Dass sie selbst eine Betroffene ist, macht ihre Geschichte besonders kraftvoll. Gleichzeitig steht sie dadurch vor einer Herausforderung, denn obwohl sie sich für mehr Sichtbarkeit von Menschen mit Behinderung einsetzt, möchte sie selbst manchmal am liebsten unsichtbar bleiben.
* Dieses Buch kann auch auf Englisch und Französisch ausgeliehen werden.
Ich bi en beschäftigte Maa
Zeit: 11 Uhr
Der grosse Wille zur Selbständigkeit steht bei der Alltags- und Freizeitplanung dieses lebenden Buches im Zentrum. An fünf Tagen pro Woche arbeitstätig, aktiv in der Freizeit und oft unterwegs auf Ausflügen übers Wochenende, wohnt er in einer punktuell betreuten Aussenwohngruppe in Winterthur und ist ein vielbeschäftigter Mann.

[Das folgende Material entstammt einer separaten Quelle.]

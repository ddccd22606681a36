// SPDX-License-Identifier: PolyForm-Noncommercial-1.0.0
// Copyright (c) 2025 Sylvex. All rights reserved.

//! Error types for ward-registry.

use thiserror::Error;
use ward_config::ConfigError;
use ward_core::CoreError;
use ward_store::StoreError;

/// Result type alias for registry operations.
pub type RegistryResult<T> = Result<T, RegistryError>;

/// Errors raised by the scope registry.
#[derive(Debug, Error)]
pub enum RegistryError {
    /// Loading or saving a document failed.
    #[error(transparent)]
    Store(#[from] StoreError),

    /// The data model refused an operation.
    #[error(transparent)]
    Core(#[from] CoreError),

    /// The configuration is invalid.
    #[error(transparent)]
    Config(#[from] ConfigError),

    /// No default scope name was configured.
    #[error("No default scope configured")]
    NoDefaultScope,

    /// A mirror entry could not be understood.
    #[error("Unknown mirroring format for '{scope}': {message}")]
    UnknownMirrorFormat {
        /// Source scope of the entry.
        scope: String,
        /// Error message.
        message: String,
    },

    /// Mirrors of different tables point at each other.
    #[error("Mirror cycle through scope '{scope}'")]
    MirrorCycle {
        /// A scope on the cycle.
        scope: String,
    },

    /// The scope is not loaded.
    #[error("Unknown scope '{scope}'")]
    UnknownScope {
        /// The requested scope.
        scope: String,
    },

    /// No scope data is available yet.
    #[error("Registry has not been loaded")]
    NotLoaded,
}

impl RegistryError {
    /// Returns `true` if this is a save conflict.
    pub fn is_conflict(&self) -> bool {
        matches!(self, RegistryError::Store(e) if e.is_conflict())
    }

    /// Returns the error type as a string for logging.
    pub fn error_type(&self) -> &'static str {
        match self {
            RegistryError::Store(e) => e.error_kind(),
            RegistryError::Core(e) => e.error_type(),
            RegistryError::Config(e) => e.error_type(),
            RegistryError::NoDefaultScope => "no_default_scope",
            RegistryError::UnknownMirrorFormat { .. } => "unknown_mirror_format",
            RegistryError::MirrorCycle { .. } => "mirror_cycle",
            RegistryError::UnknownScope { .. } => "unknown_scope",
            RegistryError::NotLoaded => "not_loaded",
        }
    }
}

#[cfg(test)]
mod tests {
    use super::*;
    use ward_core::TableKind;

    #[test]
    fn test_conflict_passthrough() {
        let err: RegistryError = StoreError::conflict("world", TableKind::Groups, "g.yml").into();
        assert!(err.is_conflict());
        assert_eq!(err.error_type(), "concurrent_modification_conflict");
        assert!(!RegistryError::NotLoaded.is_conflict());
    }
}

Möglichst selbständig zu leben bedeutet für ihn, sorgfältig und vorausschauend zu planen. Mit der Zeit hat er gelernt, dass er nicht sieben Sachen gleichzeitig machen kann und es manchmal besser ist, geduldig zu sein und sich Hilfe zu holen. Seine Grenzen und mögliche Risiken kennt er gut. Es heisst also, die Balance zu finden: Zwischen dem Wunsch, ein selbständiges Leben zu führen, dabei möglichst rasch voranzukommen und die Herausforderungen im Alltag mit Unterstützung zu meistern.
Der unsichtbare Begleiter
11 Uhr / 11.40 Uhr / 13 Uhr / 13.40 Uhr
Eine Diagnose ändert alles. Mit Mitte Zwanzig zerplatzen Hoffnungen und Träume, das unbeschwerte Leben der jungen Frau ist vorbei. Das zu akzeptieren, wird viele Jahre dauern. Seither sind zehn Jahre vergangen, 2024 feiert sie quasi ein Jubiläum mit ihrem steten Begleiter. Der gekommen ist, um zu bleiben. Einer, der viele Gesichter und immer das letzte Wort hat. Kaum ein Tag ist wie der andere, man kommt einfach nicht zur Ruhe mit ihm. Das Merkwürdigste daran: Man sieht es ihr nicht an. Ihr Begleiter ist unsichtbar.
Dass sie ihre Einschränkungen meist gut verstecken kann, ist für sie zugleich Fluch und Segen. Sie ist sich bewusst, dass Menschen mit Einschränkungen nicht immer positive Reaktionen erhalten. Dass ihr Chancen verwehrt werden oder sie bemitleidet wird. Dabei möchte sie – wie wohl die meisten ihrer Mitstreiter:innen mit Einschränkungen – als vollwertiges Mitglied der Gesellschaft verstanden werden. Dass sie ihren Begleiter (noch) nicht allen vorstellen muss, sieht sie meist als Vorteil. Darum entscheidet sie sich für ein «Versteckspiel», auch wenn es sie zuweilen anstrengt und einsam macht. Mit ihrem Begleiter, der immer da ist, hat sie sich mittlerweile angefreundet.